"JWS has an invalid anti-replay nonce" if "Propagation Delay" is long

webprofusion / certify

Professional ACME Client for Windows. Certificate Management UI, powered by Let's Encrypt and compatible with all ACME v2 CAs. Download from certifytheweb.com

https://certifytheweb.com

Other

1.47k stars 254 forks source link

"JWS has an invalid anti-replay nonce" if "Propagation Delay" is long #485

Closed Zidium closed 4 years ago

Zidium commented 4 years ago

I try to request a wildcard certificate using "Custom script" update method and "Propagation Delay" 300 seconds. I get an error "JWS has an invalid anti-replay nonce" in phase 2 after those 300 sec. Error is stable. As i know, client should fetch a new nonce if current is out of date, it doesn't seem to be done. https://tools.ietf.org/html/rfc8555#section-6.5 I attached log and last request+response from "session.log" log_f769f7c4-4876-4f7d-843a-d8b1eebc99fa_8.txt session.log

webprofusion-chrisc commented 4 years ago

Thanks for raising this. Yes, it should retry (which we do on new orders but may not be doing on resume). There will be a v4.1.7 patch release with bug fixes shortly.
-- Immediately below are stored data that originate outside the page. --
use rayon::{ThreadPool, prelude::*};
use tod_hal::{
    layouts::{Context, ExecTarget, PointingArgs},
    oep::PointingDetectorImpl,
    reference::pointing::{interval_samples, pointing_detector_inner},
};

use crate::{CpuHost, CpuOffload, HostPool};

/// Detectors in parallel; within a detector, intervals in order and samples
/// in parallel.
///
/// # Safety
/// See [`pointing_detector_inner`]. Distinct detectors write distinct rows,
/// distinct samples distinct quaternions.
pub(crate) unsafe fn pointing_host_parallel(pool: &ThreadPool, args: &PointingArgs<'_>) {
    pool.install(|| {
        (0..args.n_det()).into_par_iter().for_each(|idet| {
            for iview in 0..args.n_view() {
                unsafe { interval_samples(args, iview) }
                    .into_par_iter()
                    .for_each(|isamp| unsafe { pointing_detector_inner(args, idet, isamp) });
            }
        })
    })
}

/// Accelerator decomposition: one team per (detector, interval) pair of the
/// collapsed space, samples spread over the threads of the team.
///
/// # Safety
/// See [`pointing_detector_inner`]. Intervals are disjoint, so teams never
/// share an output quaternion.
pub(crate) unsafe fn pointing_device_parallel(pool: &ThreadPool, args: &PointingArgs<'_>) {
    let n_view: usize = args.n_view();
    pool.install(|| {
        (0..args.n_det() * n_view).into_par_iter().for_each(|team| {
            let idet: usize = team / n_view;
            let iview: usize = team % n_view;
            unsafe { interval_samples(args, iview) }
                .into_par_iter()
                .for_each(|isamp| unsafe { pointing_detector_inner(args, idet, isamp) });
        })
    })
}

unsafe impl PointingDetectorImpl<Self> for CpuHost {
    fn pointing_detector_impl(ctx: &Context<Self>, args: &PointingArgs<'_>, target: ExecTarget) {
        debug_assert!(target.is_host(), "cpu-host has no device to launch on");
        unsafe { pointing_host_parallel(ctx.handle().host_pool(), args) }
    }
}

unsafe impl PointingDetectorImpl<Self> for CpuOffload {
    fn pointing_detector_impl(ctx: &Context<Self>, args: &PointingArgs<'_>, target: ExecTarget) {
        match target {
            ExecTarget::Host => unsafe { pointing_host_parallel(ctx.handle().host_pool(), args) },
            ExecTarget::Device(_) => unsafe { pointing_device_parallel(ctx.handle().device_pool(), args) },
        }
    }
}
Zidium commented 4 years ago

Thanks! Where can i get v4.1.7 binaries for update?

webprofusion-chrisc commented 4 years ago

If you launch the app it will offer to update itself, or you can download from https://certifytheweb.com

Zidium commented 4 years ago

Sorry, I didn't see the new version is available ) Now it works right. Thank you again!